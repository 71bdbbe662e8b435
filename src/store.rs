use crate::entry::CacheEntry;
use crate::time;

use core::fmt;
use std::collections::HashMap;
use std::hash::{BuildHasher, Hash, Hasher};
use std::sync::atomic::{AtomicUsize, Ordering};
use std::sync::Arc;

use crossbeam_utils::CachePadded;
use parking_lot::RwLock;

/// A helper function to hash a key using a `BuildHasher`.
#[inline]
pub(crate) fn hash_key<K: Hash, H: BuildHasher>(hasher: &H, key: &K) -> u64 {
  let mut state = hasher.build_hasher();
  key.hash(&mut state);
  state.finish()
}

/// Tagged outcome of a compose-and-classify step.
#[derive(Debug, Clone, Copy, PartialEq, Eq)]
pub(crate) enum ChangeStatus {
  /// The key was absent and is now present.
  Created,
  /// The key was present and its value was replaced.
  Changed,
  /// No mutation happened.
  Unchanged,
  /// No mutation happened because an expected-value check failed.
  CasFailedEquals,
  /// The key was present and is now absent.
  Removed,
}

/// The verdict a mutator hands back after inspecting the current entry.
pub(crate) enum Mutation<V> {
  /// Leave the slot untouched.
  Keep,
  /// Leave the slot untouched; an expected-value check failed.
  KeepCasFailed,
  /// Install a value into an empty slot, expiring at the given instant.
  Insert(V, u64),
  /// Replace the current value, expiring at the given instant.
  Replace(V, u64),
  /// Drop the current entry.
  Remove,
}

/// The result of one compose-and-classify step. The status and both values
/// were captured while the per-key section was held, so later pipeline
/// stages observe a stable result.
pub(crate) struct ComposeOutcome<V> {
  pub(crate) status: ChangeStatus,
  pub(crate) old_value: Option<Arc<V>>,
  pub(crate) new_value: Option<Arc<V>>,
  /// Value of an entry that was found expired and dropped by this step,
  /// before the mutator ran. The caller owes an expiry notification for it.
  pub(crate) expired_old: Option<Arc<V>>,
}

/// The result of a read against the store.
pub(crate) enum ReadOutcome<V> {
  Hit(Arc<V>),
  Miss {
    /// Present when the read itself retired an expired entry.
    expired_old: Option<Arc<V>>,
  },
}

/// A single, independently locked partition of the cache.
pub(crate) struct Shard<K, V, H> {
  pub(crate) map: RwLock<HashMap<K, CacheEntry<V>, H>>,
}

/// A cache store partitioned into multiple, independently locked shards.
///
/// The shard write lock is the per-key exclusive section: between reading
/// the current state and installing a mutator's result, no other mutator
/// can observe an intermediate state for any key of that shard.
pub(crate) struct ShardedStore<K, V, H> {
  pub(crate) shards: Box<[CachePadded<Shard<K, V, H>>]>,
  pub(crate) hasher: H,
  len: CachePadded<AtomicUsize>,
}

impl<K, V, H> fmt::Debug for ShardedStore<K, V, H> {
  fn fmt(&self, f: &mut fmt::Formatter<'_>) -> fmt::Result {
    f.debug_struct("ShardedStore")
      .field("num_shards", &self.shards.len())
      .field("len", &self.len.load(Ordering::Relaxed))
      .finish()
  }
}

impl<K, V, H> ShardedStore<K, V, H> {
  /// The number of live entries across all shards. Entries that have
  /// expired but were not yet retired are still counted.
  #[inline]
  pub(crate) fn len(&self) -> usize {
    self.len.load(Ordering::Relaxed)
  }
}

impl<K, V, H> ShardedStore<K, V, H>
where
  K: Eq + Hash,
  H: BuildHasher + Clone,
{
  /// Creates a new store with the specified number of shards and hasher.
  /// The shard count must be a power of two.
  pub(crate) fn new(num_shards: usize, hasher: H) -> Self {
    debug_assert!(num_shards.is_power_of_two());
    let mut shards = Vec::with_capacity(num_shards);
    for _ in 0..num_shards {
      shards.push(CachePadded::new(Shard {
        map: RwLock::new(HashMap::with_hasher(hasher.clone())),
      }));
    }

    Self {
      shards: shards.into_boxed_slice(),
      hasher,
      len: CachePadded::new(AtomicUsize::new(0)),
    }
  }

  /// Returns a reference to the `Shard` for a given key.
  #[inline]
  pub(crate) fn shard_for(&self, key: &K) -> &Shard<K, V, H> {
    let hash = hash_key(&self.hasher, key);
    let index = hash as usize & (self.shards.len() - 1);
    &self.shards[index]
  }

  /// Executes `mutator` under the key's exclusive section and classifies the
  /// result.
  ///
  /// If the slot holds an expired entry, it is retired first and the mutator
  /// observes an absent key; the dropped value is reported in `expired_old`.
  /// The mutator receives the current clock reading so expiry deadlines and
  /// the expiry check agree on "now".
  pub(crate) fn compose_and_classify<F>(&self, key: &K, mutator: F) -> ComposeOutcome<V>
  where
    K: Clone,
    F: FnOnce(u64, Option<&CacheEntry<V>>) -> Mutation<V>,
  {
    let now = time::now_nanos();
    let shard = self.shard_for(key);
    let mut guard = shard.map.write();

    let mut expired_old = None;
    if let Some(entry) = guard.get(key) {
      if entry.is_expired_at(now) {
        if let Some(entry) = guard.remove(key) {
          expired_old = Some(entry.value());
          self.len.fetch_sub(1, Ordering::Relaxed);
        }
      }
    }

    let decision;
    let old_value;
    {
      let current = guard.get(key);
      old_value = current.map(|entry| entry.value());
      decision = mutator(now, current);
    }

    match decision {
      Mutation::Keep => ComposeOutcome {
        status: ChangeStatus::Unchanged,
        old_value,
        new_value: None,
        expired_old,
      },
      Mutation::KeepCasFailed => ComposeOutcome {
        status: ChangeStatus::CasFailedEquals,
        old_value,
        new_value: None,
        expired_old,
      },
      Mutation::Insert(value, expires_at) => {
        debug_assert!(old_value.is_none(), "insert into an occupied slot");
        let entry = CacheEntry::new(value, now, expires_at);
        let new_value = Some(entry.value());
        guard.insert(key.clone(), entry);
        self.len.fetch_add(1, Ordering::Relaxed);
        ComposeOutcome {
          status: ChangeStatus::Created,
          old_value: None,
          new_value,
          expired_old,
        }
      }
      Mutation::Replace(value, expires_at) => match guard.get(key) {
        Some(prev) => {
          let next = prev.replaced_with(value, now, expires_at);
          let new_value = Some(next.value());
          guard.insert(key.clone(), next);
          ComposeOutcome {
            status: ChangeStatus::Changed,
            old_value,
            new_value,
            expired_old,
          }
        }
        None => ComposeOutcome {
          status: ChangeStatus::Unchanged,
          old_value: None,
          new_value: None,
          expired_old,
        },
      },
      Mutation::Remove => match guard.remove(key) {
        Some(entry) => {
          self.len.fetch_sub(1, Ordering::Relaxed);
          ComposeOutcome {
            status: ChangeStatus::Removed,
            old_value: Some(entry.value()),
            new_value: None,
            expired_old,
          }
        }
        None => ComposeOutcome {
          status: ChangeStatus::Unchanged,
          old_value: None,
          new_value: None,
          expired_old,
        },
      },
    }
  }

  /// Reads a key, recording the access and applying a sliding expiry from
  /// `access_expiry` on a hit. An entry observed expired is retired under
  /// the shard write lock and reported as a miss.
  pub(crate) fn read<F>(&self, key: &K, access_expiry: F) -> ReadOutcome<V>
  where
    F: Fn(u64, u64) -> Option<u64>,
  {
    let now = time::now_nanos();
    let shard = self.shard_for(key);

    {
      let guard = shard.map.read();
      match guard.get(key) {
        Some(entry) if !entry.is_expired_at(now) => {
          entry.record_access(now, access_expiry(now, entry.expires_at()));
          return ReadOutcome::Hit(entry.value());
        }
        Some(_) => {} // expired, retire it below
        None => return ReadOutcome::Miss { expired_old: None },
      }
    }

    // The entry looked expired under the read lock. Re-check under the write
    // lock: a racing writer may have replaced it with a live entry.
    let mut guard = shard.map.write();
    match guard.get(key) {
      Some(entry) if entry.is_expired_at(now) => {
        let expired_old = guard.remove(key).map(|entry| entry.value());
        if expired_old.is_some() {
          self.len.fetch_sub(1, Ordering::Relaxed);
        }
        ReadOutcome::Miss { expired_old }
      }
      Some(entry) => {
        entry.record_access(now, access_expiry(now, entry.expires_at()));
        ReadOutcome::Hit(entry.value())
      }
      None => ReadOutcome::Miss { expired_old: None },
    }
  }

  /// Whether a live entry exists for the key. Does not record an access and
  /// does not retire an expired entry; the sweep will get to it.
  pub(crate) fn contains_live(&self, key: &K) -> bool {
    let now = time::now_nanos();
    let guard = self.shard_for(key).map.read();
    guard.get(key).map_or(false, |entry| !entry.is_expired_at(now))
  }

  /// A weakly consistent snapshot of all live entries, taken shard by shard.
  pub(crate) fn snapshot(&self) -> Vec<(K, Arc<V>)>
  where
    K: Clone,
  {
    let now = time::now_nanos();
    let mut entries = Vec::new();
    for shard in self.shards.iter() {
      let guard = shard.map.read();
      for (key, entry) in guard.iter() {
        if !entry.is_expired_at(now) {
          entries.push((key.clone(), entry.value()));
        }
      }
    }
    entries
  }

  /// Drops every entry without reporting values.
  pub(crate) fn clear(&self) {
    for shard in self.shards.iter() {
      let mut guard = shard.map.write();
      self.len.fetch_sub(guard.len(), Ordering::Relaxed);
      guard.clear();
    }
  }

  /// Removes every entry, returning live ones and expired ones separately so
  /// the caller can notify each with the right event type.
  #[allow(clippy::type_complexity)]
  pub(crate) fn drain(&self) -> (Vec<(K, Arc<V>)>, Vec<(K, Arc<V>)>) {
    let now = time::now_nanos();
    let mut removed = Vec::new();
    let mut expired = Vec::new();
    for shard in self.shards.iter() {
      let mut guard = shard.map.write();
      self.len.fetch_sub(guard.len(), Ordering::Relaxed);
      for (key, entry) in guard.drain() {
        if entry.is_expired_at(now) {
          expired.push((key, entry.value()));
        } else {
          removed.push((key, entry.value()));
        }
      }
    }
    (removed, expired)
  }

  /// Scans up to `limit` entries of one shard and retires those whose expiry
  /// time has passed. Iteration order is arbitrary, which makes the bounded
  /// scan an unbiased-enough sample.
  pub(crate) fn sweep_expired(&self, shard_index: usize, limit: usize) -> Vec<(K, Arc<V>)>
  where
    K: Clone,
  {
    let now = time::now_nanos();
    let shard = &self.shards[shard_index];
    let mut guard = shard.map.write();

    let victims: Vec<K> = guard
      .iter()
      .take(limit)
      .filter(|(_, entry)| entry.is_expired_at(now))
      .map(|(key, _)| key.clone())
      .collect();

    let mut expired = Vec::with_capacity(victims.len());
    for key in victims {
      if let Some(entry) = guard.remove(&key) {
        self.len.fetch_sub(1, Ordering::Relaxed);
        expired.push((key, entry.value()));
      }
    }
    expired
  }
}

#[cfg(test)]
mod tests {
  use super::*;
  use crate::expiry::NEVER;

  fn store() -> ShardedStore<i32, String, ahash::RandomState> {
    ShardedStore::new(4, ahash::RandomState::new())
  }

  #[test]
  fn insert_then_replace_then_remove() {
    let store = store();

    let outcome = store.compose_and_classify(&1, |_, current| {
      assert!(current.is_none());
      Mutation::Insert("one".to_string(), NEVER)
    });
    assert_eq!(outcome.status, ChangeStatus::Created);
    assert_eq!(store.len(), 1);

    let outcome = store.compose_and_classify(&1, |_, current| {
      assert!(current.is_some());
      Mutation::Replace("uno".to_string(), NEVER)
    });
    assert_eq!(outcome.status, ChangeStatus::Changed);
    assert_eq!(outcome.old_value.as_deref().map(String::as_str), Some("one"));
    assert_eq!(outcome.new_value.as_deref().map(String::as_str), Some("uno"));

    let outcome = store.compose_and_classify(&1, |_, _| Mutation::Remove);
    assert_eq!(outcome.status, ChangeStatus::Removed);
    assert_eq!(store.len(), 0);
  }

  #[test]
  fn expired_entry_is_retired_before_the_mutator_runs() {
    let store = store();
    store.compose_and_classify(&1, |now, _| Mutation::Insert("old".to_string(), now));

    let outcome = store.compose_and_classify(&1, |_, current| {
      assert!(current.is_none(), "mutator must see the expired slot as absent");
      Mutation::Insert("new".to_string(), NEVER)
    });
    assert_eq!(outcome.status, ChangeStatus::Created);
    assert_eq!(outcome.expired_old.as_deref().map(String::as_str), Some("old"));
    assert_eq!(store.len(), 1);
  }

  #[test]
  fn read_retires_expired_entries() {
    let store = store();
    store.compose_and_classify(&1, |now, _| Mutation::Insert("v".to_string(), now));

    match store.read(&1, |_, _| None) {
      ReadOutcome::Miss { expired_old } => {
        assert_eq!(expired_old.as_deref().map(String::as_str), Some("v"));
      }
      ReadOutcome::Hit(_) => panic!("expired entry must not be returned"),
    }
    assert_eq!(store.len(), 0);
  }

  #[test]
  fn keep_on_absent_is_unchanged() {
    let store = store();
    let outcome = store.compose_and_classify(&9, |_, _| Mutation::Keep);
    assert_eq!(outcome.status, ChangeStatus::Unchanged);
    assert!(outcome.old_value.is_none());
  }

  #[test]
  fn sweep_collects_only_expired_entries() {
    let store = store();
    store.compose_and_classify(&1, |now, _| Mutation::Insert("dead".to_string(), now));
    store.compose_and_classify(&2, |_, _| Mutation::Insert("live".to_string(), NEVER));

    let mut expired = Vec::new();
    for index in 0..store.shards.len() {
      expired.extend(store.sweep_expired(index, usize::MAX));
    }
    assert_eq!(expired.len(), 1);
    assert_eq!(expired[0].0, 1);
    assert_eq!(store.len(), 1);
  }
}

++++++++++++++++++++

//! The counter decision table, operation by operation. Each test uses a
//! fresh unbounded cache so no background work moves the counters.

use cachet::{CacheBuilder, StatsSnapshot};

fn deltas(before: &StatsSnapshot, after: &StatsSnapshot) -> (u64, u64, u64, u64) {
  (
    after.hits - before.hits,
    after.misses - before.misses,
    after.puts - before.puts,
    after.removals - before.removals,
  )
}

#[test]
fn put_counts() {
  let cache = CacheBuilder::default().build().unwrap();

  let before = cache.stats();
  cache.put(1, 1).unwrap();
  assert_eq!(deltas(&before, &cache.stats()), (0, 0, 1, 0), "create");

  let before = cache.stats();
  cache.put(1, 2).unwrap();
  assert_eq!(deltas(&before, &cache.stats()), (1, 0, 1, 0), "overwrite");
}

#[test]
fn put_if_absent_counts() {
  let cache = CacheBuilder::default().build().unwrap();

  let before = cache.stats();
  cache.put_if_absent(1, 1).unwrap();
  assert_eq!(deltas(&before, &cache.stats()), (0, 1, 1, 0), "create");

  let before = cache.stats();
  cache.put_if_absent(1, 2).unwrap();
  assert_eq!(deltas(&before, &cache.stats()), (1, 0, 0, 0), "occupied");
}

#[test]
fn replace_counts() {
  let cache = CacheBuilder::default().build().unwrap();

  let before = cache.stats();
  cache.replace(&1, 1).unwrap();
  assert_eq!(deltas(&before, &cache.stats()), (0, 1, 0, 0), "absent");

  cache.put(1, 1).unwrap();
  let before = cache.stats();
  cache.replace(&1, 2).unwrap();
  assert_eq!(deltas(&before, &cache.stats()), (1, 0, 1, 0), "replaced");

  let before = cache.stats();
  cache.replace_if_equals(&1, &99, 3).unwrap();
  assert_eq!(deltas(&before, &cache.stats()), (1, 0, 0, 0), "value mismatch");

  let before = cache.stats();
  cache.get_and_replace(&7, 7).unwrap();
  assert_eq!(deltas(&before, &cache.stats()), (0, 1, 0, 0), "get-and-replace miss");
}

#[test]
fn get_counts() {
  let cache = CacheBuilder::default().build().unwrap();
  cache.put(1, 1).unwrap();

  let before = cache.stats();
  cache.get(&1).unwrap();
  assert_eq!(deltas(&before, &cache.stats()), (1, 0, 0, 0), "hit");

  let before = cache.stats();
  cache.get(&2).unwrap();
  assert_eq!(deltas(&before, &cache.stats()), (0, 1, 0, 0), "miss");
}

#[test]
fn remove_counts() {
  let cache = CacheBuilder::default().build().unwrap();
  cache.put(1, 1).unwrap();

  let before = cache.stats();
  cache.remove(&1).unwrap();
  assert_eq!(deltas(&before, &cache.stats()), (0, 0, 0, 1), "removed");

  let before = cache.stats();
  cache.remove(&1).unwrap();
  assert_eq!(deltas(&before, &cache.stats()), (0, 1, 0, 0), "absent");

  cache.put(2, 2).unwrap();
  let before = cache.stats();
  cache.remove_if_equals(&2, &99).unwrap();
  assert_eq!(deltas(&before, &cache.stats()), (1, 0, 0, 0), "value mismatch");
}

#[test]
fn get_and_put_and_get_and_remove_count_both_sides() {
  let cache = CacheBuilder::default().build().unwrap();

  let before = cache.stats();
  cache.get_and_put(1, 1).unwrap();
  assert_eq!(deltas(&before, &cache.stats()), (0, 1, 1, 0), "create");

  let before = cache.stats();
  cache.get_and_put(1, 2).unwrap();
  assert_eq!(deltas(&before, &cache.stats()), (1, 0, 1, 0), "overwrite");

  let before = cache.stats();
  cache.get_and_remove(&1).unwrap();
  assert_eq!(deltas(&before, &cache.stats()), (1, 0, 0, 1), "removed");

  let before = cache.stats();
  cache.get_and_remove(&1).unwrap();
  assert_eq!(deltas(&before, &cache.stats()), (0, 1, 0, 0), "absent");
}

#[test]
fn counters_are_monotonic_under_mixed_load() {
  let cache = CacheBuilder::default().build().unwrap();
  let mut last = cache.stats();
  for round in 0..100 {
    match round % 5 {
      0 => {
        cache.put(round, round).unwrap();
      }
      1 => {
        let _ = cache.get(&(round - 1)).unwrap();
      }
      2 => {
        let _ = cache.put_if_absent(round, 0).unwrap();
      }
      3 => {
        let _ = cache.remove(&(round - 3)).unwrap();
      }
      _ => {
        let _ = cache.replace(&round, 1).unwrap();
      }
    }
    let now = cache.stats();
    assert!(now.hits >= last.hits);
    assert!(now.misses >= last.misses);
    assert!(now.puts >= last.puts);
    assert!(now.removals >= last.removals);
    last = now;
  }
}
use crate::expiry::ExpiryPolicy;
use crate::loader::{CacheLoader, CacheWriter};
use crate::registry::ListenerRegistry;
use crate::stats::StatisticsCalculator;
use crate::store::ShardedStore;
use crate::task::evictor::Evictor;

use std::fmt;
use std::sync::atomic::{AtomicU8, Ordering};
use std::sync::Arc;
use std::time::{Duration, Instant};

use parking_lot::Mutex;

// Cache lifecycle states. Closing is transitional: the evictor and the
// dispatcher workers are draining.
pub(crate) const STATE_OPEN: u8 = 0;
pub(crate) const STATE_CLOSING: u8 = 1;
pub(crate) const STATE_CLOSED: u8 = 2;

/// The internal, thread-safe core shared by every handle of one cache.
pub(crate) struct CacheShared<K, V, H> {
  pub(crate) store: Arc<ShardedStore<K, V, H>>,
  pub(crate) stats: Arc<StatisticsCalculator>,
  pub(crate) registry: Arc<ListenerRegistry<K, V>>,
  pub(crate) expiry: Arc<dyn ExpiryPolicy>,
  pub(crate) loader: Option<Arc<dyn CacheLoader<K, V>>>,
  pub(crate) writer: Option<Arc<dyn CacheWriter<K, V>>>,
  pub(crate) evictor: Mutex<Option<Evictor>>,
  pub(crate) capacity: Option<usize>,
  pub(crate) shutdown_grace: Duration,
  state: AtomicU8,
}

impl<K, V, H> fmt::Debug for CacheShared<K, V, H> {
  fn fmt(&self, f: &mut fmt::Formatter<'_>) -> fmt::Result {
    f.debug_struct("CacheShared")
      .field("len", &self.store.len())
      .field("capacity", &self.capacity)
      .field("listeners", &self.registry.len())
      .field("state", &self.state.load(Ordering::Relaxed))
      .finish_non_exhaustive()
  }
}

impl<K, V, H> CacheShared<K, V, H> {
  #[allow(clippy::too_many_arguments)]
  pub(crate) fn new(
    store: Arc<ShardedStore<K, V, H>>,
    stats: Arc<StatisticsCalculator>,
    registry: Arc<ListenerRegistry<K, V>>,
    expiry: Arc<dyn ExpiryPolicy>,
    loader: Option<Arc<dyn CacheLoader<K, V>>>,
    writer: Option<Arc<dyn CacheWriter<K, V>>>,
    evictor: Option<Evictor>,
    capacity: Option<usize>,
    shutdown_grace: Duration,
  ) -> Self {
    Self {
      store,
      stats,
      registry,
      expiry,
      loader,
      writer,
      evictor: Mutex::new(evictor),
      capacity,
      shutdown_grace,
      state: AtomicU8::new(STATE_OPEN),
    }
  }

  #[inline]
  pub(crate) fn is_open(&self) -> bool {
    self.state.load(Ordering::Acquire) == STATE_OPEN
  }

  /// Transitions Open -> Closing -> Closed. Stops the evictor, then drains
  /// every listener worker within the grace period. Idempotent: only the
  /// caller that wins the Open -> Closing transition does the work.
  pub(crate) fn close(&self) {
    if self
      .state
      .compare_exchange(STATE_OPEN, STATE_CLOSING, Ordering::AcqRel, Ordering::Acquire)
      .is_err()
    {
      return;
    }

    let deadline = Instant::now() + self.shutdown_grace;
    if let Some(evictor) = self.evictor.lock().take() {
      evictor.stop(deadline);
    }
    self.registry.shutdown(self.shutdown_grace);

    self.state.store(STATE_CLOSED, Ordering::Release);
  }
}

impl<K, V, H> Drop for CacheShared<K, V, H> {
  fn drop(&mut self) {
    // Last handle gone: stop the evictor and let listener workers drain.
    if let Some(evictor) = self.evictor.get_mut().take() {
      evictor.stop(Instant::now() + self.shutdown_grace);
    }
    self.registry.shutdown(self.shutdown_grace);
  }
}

++++++++++++++++++++

TASK DETAILS. Scan the records above line by line, counting those where the word "given" appears, and give the count alone.

SOLVED EXERCISE. 3